Eindhoven-based psychologist Paul Post says those longings could hinder students in their academic lives: “It will undermine your thoughts. You can’t concentrate. You can’t focus, you’re less capable to socialize, because your thoughts will often be elsewhere. And it can undermine your health physically: fatigue, mood swings, a worse immune system, and so on.”

According to a CNN article on the topic, Josh Klapow, a clinical psychologist and associate professor at the University of Alabama’s School of Public Health, explains that homesickness actually isn’t really about home: “It stems from our instinctive need for love, protection and security - feelings and qualities usually associated with home. When these qualities aren’t present in a new environment, we begin to long for them - and hence home.”

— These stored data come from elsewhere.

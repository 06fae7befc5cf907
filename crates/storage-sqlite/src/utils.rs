//! Text codecs for SQLite columns.
//!
//! Decimals, timestamps and dates are stored as TEXT. Decimals keep their
//! exact scale; timestamps are RFC 3339 in UTC with a fixed number of
//! fractional digits, so that text order matches time order.

use std::str::FromStr;

use chrono::{DateTime, NaiveDate, SecondsFormat, Utc};
use log::warn;
use rust_decimal::Decimal;

pub const DATE_FORMAT: &str = "%Y-%m-%d";

pub fn format_timestamp(at: &DateTime<Utc>) -> String {
    at.to_rfc3339_opts(SecondsFormat::Micros, true)
}

/// Lenient decode; a malformed value is logged and read as the Unix epoch.
pub fn parse_timestamp(s: &str) -> DateTime<Utc> {
    DateTime::parse_from_rfc3339(s)
        .map(|dt| dt.with_timezone(&Utc))
        .unwrap_or_else(|e| {
            warn!("Invalid stored timestamp '{}': {}", s, e);
            DateTime::<Utc>::default()
        })
}

pub fn format_date(date: &NaiveDate) -> String {
    date.format(DATE_FORMAT).to_string()
}

pub fn parse_date(s: &str) -> NaiveDate {
    NaiveDate::parse_from_str(s, DATE_FORMAT).unwrap_or_else(|e| {
        warn!("Invalid stored date '{}': {}", s, e);
        DateTime::<Utc>::default().date_naive()
    })
}

/// Lenient decode; a malformed value is logged and read as zero.
pub fn parse_decimal(s: &str) -> Decimal {
    Decimal::from_str(s).unwrap_or_else(|e| {
        warn!("Invalid stored decimal '{}': {}", s, e);
        Decimal::ZERO
    })
}

pub fn parse_optional_decimal(s: Option<&str>) -> Option<Decimal> {
    s.map(parse_decimal)
}

#[cfg(test)]
mod tests {
    use super::*;
    use chrono::TimeZone;
    use rust_decimal_macros::dec;

    #[test]
    fn test_decimal_text_keeps_scale() {
        let value = dec!(64777.777777777777777777);
        assert_eq!(parse_decimal(&value.to_string()), value);
        assert_eq!(parse_decimal("1.2000000000").to_string(), "1.2000000000");
    }

    #[test]
    fn test_timestamps_sort_as_text() {
        let earlier = Utc.with_ymd_and_hms(2024, 1, 1, 10, 0, 0).unwrap();
        let later = earlier + chrono::Duration::milliseconds(5);
        let a = format_timestamp(&earlier);
        let b = format_timestamp(&later);
        assert!(a < b);
        assert_eq!(parse_timestamp(&b), later);
    }

    #[test]
    fn test_malformed_values_fall_back() {
        assert_eq!(parse_decimal("abc"), Decimal::ZERO);
        assert_eq!(parse_timestamp("yesterday"), DateTime::<Utc>::default());
        assert_eq!(parse_date("2024-02-30"), DateTime::<Utc>::default().date_naive());
    }
}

So, what’s the best way to cope with these longings? How do we fulfill our needs for love, protection and security when we’re far away? Therapist Paul Post is an advocate of using different forms of social media as a way to stay connected with home. “Not only for serious conversations at regular times (via Skype, for example, with your parents), but also on a daily basis - by texting, for example, that you’ve been to fitness class and that it was nice to be there. The small talk, chit chat. But I have one important remark: your time on social media has to be in balance with the real time spent in the new environment.”

"We're all homesick at Cosmos"

Petar Stoykov (26) of Bulgaria (Department of Mathematics and Computer Science) has only been here for one month but says he knows one thing that will help him cope if and when homesickness hits, “It’s too early for me to get homesick but I know how it will feel if I do. I spent time in the US and there I missed my language. But at TU/e, I have other Bulgarians that I can talk to. That will help.”

Anqi Li thinks you shouldn’t only hang out with other international students if you really want to combat your heimweh: “Go hang out with the locals. Adapt as much as you can. Go make Dutch friends! That helped me. They take you in.”

And Emilija Lazdanaitė offers both philosophical and practical advice for dealing with homesickness: “I think you have to live through it instead of ignoring it. And you have to realize that the place you’re in is temporary. Your life is an experience and nothing is final. And if you want to be sad, come be sad with us! We’re all homesick at Cosmos!”